- Stress tests conducted by supervisory authorities show that Finnish banks would withstand a significant weakening of the operating environment and remain resilient.
- In Finance Finland’s opinion, the results indicate that there is no need to further tighten banks’ capital adequacy requirements. Doing so would only weaken banks’ ability to finance economic growth.
- The stress tests for Finnish banks were conducted by the European Banking Authority (EBA), the European Central Bank (ECB) and the Finnish Financial Supervisory Authority (FIN-FSA). The stress-testing exercise covers the three years from 2025 to 2027 and includes a baseline scenario and an adverse scenario.
Capital adequacy requirements require banks to have a certain amount of own funds in relation to the risks involved in their assets and operations.
According to recent stress tests conducted by supervisory authorities, the Finnish banking sector would withstand a significant weakening in the operating environment. The European Banking Authority (EBA) has published the results of its EU-wide stress test exercise that included the largest Finnish banks, and the Finnish Financial Supervisory Authority (FIN-FSA) has published the results of the banks that are subject to its direct supervision.
“Once again, the stress test results attest that the Finnish banking sector is financially stable and could withstand a significant weakening in the operating environment. Even under the adverse scenario and the harsh unemployment rate included in it, the key figures describing Finnish banks’ capital adequacy remained at a good level overall during the testing”, analyses Finance Finland’s Chief Economist Veli-Matti Mattila.
Banks entered the stress test exercise with strong profitability, which eased the stress compared to the previous exercises. The adverse scenario of the exercise was particularly relevant because it took into consideration the tightening of trade policies brought about by the tariffs imposed by the United States.
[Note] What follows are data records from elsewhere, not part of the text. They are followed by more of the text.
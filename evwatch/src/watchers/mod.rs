//! Ready-to-use watcher implementations.
//!
//! Each type here installs a prepare/check watcher pair on a registry and
//! returns both handles, so the pair can be released together later.
//!
//! # Available Watchers
//!
//! - [`Tracer`] - Logs every pass via the `tracing` crate
//! - [`PollTimer`] - Compares the requested poll timeout with the time actually blocked
//!
//! # Example
//!
//! ```rust
//! use evwatch::{WatcherRegistry, watchers::Tracer};
//!
//! let mut registry = WatcherRegistry::default();
//! let [prepare, check] = Tracer::attach(&mut registry)?;
//! # let _ = (prepare, check);
//! # Ok::<(), evwatch::Error>(())
//! ```

mod tracer;
pub use tracer::Tracer;

mod poll_timer;
pub use poll_timer::{PollSample, PollTimer};
use std::fmt;

use crate::{InvocationContext, LoopId, Phase, Result, Watcher, WatcherRegistry};

/// Registry access handed to a watcher callback while it runs.
///
/// Use it to:
/// - `watcher()`: retrieve the handle of the watcher being invoked
/// - `release_self()`: deregister that watcher; it will not run again
/// - `release(other)`: deregister any other watcher of the same loop
/// - `add_prepare(cb)` / `add_check(cb)`: register new watchers
/// - `registry()`: read-only introspection of the owning registry
///
/// Running passes is the loop's job, so the scope never exposes
/// [`WatcherRegistry::run_phase`].
pub struct WatcherScope<'a> {
    registry: &'a mut WatcherRegistry,
    watcher: Watcher,
}

impl<'a> WatcherScope<'a> {
    pub(crate) fn new(registry: &'a mut WatcherRegistry, watcher: Watcher) -> Self {
        Self { registry, watcher }
    }

    /// The watcher whose callback is running.
    #[inline]
    pub fn watcher(&self) -> Watcher {
        self.watcher
    }

    /// The phase being run.
    #[inline]
    pub fn phase(&self) -> Phase {
        self.watcher.phase()
    }

    /// The loop the running watcher belongs to.
    #[inline]
    pub fn owning_loop(&self) -> LoopId {
        self.watcher.owning_loop()
    }

    /// Release the running watcher.
    ///
    /// The callback finishes normally; it is simply never invoked again.
    ///
    /// # Errors
    ///
    /// Returns [`Error::StaleWatcher`](crate::Error::StaleWatcher) if the watcher
    /// has already released itself during this call.
    pub fn release_self(&mut self) -> Result<()> {
        self.registry.release(self.watcher)
    }

    /// Release another watcher. See [`WatcherRegistry::release`].
    pub fn release(&mut self, watcher: Watcher) -> Result<()> {
        self.registry.release(watcher)
    }

    /// Returns `true` if `watcher` is registered with this loop and not released.
    pub fn is_alive(&self, watcher: Watcher) -> bool {
        self.registry.is_alive(watcher)
    }

    /// Register a prepare watcher. See [`WatcherRegistry::add_prepare`].
    pub fn add_prepare<F>(&mut self, callback: F) -> Result<Watcher>
    where
        F: FnMut(&mut WatcherScope<'_>, &InvocationContext) + 'static,
    {
        self.registry.add_prepare(callback)
    }

    /// Register a check watcher. See [`WatcherRegistry::add_check`].
    pub fn add_check<F>(&mut self, callback: F) -> Result<Watcher>
    where
        F: FnMut(&mut WatcherScope<'_>, &InvocationContext) + 'static,
    {
        self.registry.add_check(callback)
    }

    /// Read-only view of the owning registry.
    pub fn registry(&self) -> &WatcherRegistry {
        self.registry
    }
}

impl fmt::Debug for WatcherScope<'_> {
    fn fmt(&self, f: &mut fmt::Formatter<'_>) -> fmt::Result {
        f.debug_struct("WatcherScope")
            .field("watcher", &self.watcher)
            .finish_non_exhaustive()
    }
}
//! Test harness demonstration.
//!
//! Uses `FakeLoop` (virtual time, no real polling) and `Recorder` to check the
//! ordering guarantees of the registry, including a watcher that releases a
//! later watcher of the same phase during a pass.
//!
//! Run with `cargo run --example recorder --features test-harness`.

use std::{cell::RefCell, rc::Rc, time::Duration};

use evwatch::{
    Phase, Watcher,
    testing::{FakeLoop, Recorder},
};

fn main() -> evwatch::Result {
    let recorder = Recorder::new();
    let mut fake = FakeLoop::new();
    fake.set_timeout(Some(Duration::from_secs(1)));

    let victim: Rc<RefCell<Option<Watcher>>> = Rc::new(RefCell::new(None));
    let target = victim.clone();
    let mut record = recorder.callback("A");
    fake.registry_mut().add_prepare(move |scope, ctx| {
        record(&mut *scope, ctx);
        if let Some(w) = target.borrow_mut().take() {
            let _ = scope.release(w);
        }
    })?;
    fake.registry_mut().add_check(recorder.callback("B"))?;
    let c = fake.registry_mut().add_prepare(recorder.callback("C"))?;

    fake.iterate(Duration::from_secs(1));
    println!("first iteration:  {:?}", recorder.labels());
    assert_eq!(recorder.labels_in(Phase::Prepare), ["A", "C"]);
    assert_eq!(recorder.labels_in(Phase::Check), ["B"]);

    recorder.clear();
    *victim.borrow_mut() = Some(c);
    fake.iterate(Duration::from_secs(1));
    println!("second iteration: {:?}", recorder.labels());
    assert_eq!(recorder.labels(), ["A", "B"]);

    for entry in recorder.entries() {
        println!(
            "{:<2} {:<8} timeout={:?}",
            entry.label,
            entry.phase.to_string(),
            entry.timeout
        );
    }
    Ok(())
}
Now is not the time to undermine banks’ ability to finance households and businesses
Mattila says that there is no point in intervening with something that works.
“The outcome of the stress tests underlines that there is no need to tighten Finnish banks’ capital requirements. Banks already have capital buffers that are strong enough to withstand even adverse shocks”, highlights Mattila.
Unnecessarily tightening capital requirements could in itself pave the way to the kinds of difficult times that the stress tests aim to prepare for. Mattila warns against taking measures that would undermine Finnish banks’ ability to finance households, businesses and clean transition investments.
“Tightening banks’ capital requirements would weaken their ability to finance economic growth and potentially even steer their lending towards lower-risk targets. Many are already worried that banks cannot offer enough financing to small businesses just starting out, which typically involve a credit risk for banks”, says Mattila.